Unfortunately, not much is known about international taxation. The term international taxation appears often with the increase of globalization activities marked by the advancement of communication and transportation. In addition, the term international tax also appears along with the increase in trade and resource mobility between countries.


According to Darussalam et al (2010), international taxation is a terminology that refers to the international aspects of each country's tax provisions. Furthermore, IBFD (2015) in IBFD International Tax Glossary states that international taxation traditionally refers to the provisions of treaties between countries that discuss the elimination of double taxation. In broader terms, international taxation includes domestic regulations that address foreign income received by residents and domestic income received by non-residents.


Arnold and McIntyre (1995) in International Tax Primer stated that the term international tax is a misleading term. This is because there is no single international tax law. This is because tax laws are made by each country. The more acceptable term is international tax law or provision which refers to the international aspect of a domestic tax law.


In general, international taxation of a country covers two broad aspects. First, the taxation of domestic taxpayers on income from abroad (outward or outbound transactions). Second, taxation of foreign taxpayers on income from within the country (inward or inbound transaction). In a simple way, the dimension of tax imposition can be described by the following matrix:

Based on the matrix above, it can be seen that if a resident earns income from within the country, the domestic tax provisions apply. Furthermore, if the resident earns income from abroad, the international tax provisions apply. This is in line with the principle of world-wide income which regulates that the state has the right to collect taxes from its residents on all income received by the resident both from within (inward) and outside of the country (outward).


Conversely, international tax provisions also apply to non-residents who earn income from within the country. Both domestic and international tax provisions do not apply to non-residents who earn income from abroad.


According to Prof. Rochmat Sumitro (1987), there are five principles of taxation on international transactions or income. The first is the domicile principle. According to this principle, the tax subject is determined based on the domicile of the tax subject. In addition, this principle also recognizes that income tax is imposed in the country of domicile, whether the income comes from within the country or from abroad (world-wide income). Some of the countries that adopt the domicile principle include Indonesia, Greece, Korea, Mexico, Poland and Chile.

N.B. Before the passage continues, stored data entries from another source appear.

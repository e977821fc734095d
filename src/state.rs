use std::sync::Arc;

use crate::client::{HttpTicketingClient, TicketingApi};
use crate::config::Config;
use crate::converter::{CurrencyConverter, HttpCurrencyConverter, StaticRateConverter};
use crate::models::Currency;
use crate::pricing::PricingEngine;
use crate::utils::error::AppError;

/// Shared collaborators for request handlers.
#[derive(Clone)]
pub struct AppState {
    pub api: Arc<dyn TicketingApi>,
    pub engine: Arc<PricingEngine>,
}

impl AppState {
    pub fn new(api: Arc<dyn TicketingApi>, engine: Arc<PricingEngine>) -> Self {
        Self { api, engine }
    }

    pub fn from_config(config: &Config) -> Result<Self, AppError> {
        let api = HttpTicketingClient::new(
            config.ticketing_api_url.clone(),
            config.ticketing_api_token.clone(),
            config.http_timeout,
        )?;

        let converter: Arc<dyn CurrencyConverter> = match &config.currency_api_url {
            Some(url) => {
                tracing::info!(url = %url, "Using rate service for currency conversion");
                Arc::new(
                    HttpCurrencyConverter::new(url.clone(), config.http_timeout)
                        .map_err(|e| AppError::InternalServerError(e.to_string()))?,
                )
            }
            None => {
                tracing::warn!(
                    usd_per_sat = %config.usd_per_sat,
                    ars_per_usd = %config.ars_per_usd,
                    "No CURRENCY_API_URL configured, using static development rates"
                );
                Arc::new(
                    StaticRateConverter::new()
                        .with_rate(Currency::Sat, Currency::Usd, config.usd_per_sat)
                        .with_rate(Currency::Usd, Currency::Ars, config.ars_per_usd),
                )
            }
        };

        Ok(Self::new(
            Arc::new(api),
            Arc::new(PricingEngine::new(converter, config.fallback_currency)),
        ))
    }
}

The second principle in international taxation according to Prof. Rohmat Soemitro (1987) is source, which states that tax is imposed based on the place where the source of income comes from. The third principle is the principle of citizenship which states that tax imposition is based on a person's citizenship status. Thus, even though a person has become a resident of another country, his/her home country still has the right to impose tax on the income received. One of the countries that adopts the citizenship principle is the United States.

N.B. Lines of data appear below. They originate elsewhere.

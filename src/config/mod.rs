use rust_decimal::Decimal;
use std::env;
use std::net::SocketAddr;
use std::str::FromStr;
use std::time::Duration;

use crate::models::Currency;

pub mod cors;
pub mod security;

pub use cors::create_cors_layer;
pub use security::create_response_headers_layer;

const DEFAULT_PORT: u16 = 3001;
const DEFAULT_TICKETING_API_URL: &str = "http://localhost:8080/api";
const DEFAULT_HTTP_TIMEOUT_SECS: u64 = 10;
// Development rates used when no rate service is configured.
const DEFAULT_USD_PER_SAT_MICROS: i64 = 650;
const DEFAULT_ARS_PER_USD: i64 = 1000;

#[derive(Debug, Clone)]
pub struct Config {
    pub bind_addr: SocketAddr,
    pub ticketing_api_url: String,
    pub ticketing_api_token: Option<String>,
    /// Rate service base URL. `None` selects the static development rates.
    pub currency_api_url: Option<String>,
    pub usd_per_sat: Decimal,
    pub ars_per_usd: Decimal,
    pub fallback_currency: Currency,
    pub http_timeout: Duration,
    pub log_level: String,
}

impl Config {
    pub fn from_env() -> Self {
        Self {
            bind_addr: parse_var(
                "CHECKOUT_BIND_ADDR",
                SocketAddr::from(([0, 0, 0, 0], DEFAULT_PORT)),
            ),
            ticketing_api_url: env::var("TICKETING_API_URL")
                .unwrap_or_else(|_| DEFAULT_TICKETING_API_URL.to_string()),
            ticketing_api_token: non_empty_var("TICKETING_API_TOKEN"),
            currency_api_url: non_empty_var("CURRENCY_API_URL"),
            usd_per_sat: parse_var("USD_PER_SAT", Decimal::new(DEFAULT_USD_PER_SAT_MICROS, 6)),
            ars_per_usd: parse_var("ARS_PER_USD", Decimal::from(DEFAULT_ARS_PER_USD)),
            fallback_currency: parse_var("CHECKOUT_FALLBACK_CURRENCY", Currency::FALLBACK),
            http_timeout: Duration::from_secs(parse_var(
                "HTTP_TIMEOUT_SECS",
                DEFAULT_HTTP_TIMEOUT_SECS,
            )),
            log_level: env::var("CHECKOUT_LOG_LEVEL").unwrap_or_else(|_| "info".to_string()),
        }
    }
}

fn non_empty_var(key: &str) -> Option<String> {
    env::var(key).ok().filter(|value| !value.trim().is_empty())
}

/// Reads `key`, falling back to `default` when it is unset or does not parse.
fn parse_var<T: FromStr>(key: &str, default: T) -> T
where
    T::Err: std::fmt::Display,
{
    let Some(raw) = non_empty_var(key) else {
        return default;
    };
    match raw.trim().parse::<T>() {
        Ok(value) => value,
        Err(e) => {
            tracing::warn!("Config: Invalid {} '{}': {}, using default", key, raw, e);
            default
        }
    }
}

The fourth principle in international taxation is the territorial principle which states that tax is only imposed on income earned from the territory of a country. Some countries that adopt the territorial principle include Australia, Canada, Spain, Sweden and the United Kingdom. The last principle in international taxation is the combination of the above principles.


The differences in principles adopted by countries in the world in an international transaction causes double taxation in which the same tax subject is imposed with the same tax in several countries. Thus, arrangements and agreements between countries are needed to eliminate the double taxation. In its development, the agreement between countries to minimize double taxation is referred to as tax treaty.

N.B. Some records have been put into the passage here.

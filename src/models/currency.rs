use serde::{Deserialize, Serialize};
use std::fmt;
use std::str::FromStr;

/// Currencies a ticket type can be priced in.
#[derive(Debug, Clone, Copy, PartialEq, Eq, PartialOrd, Ord, Hash, Serialize, Deserialize)]
#[serde(rename_all = "UPPERCASE")]
pub enum Currency {
    Usd,
    Ars,
    Sat,
}

impl Currency {
    /// Display currency used when an event prices tickets in more than one currency.
    pub const FALLBACK: Currency = Currency::Usd;

    pub fn code(&self) -> &'static str {
        match self {
            Currency::Usd => "USD",
            Currency::Ars => "ARS",
            Currency::Sat => "SAT",
        }
    }
}

impl fmt::Display for Currency {
    fn fmt(&self, f: &mut fmt::Formatter<'_>) -> fmt::Result {
        f.write_str(self.code())
    }
}

#[derive(Debug, Clone, PartialEq, Eq, thiserror::Error)]
#[error("Unsupported currency code: {0}")]
pub struct UnknownCurrency(pub String);

impl FromStr for Currency {
    type Err = UnknownCurrency;

    fn from_str(s: &str) -> Result<Self, Self::Err> {
        match s.trim().to_ascii_uppercase().as_str() {
            "USD" => Ok(Currency::Usd),
            "ARS" => Ok(Currency::Ars),
            "SAT" => Ok(Currency::Sat),
            _ => Err(UnknownCurrency(s.to_string())),
        }
    }
}

#[cfg(test)]
mod tests {
    use super::*;

    #[test]
    fn test_parse_is_case_insensitive() {
        assert_eq!("usd".parse::<Currency>().unwrap(), Currency::Usd);
        assert_eq!(" Sat ".parse::<Currency>().unwrap(), Currency::Sat);
        assert!("EUR".parse::<Currency>().is_err());
    }

    #[test]
    fn test_serializes_as_upper_case_code() {
        let json = serde_json::to_string(&Currency::Ars).unwrap();
        assert_eq!(json, "\"ARS\"");

        let parsed: Currency = serde_json::from_str("\"SAT\"").unwrap();
        assert_eq!(parsed, Currency::Sat);
    }
}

There are two main tax treaty models adopted by countries in the world: UN Model and OECD Model. The OECD Model generally prioritizes the interests of developed countries. This can be understood considering that most of the OECD members are developed countries where the domicile of capital flows is located. Unlike the OECD Model, the UN Model generally accommodates the interests of developing countries as well as developed countries.


That's a tiny bit about international taxation. In the next article, we will discuss more about tax treaty, multilateral instrument (MLI) and mutual agreement procedures.




Arnold, B., & Mclntyre, M. (1995). International tax primer. Kluwer Law International.

Darussalam, Septriadi, D., & Hutagaol, J. (2010). Konsep dan aplikasi perpajakan internasional. Jakarta: Danny Darussalam Tax Center.

IBFD. (2015). IBFD International Tax Glossary 7th Edition. London: IBFD.

Kontan. (2023, Agustus 07). Indonesia Bersama Anggota ASEAN Bahas Tantangan Perpajakan ke Depan. Retrieved from Kontan:

Rochmat Soemitro, R. (1987). Asas dan dasar perpajakan. Bandung: Eresco.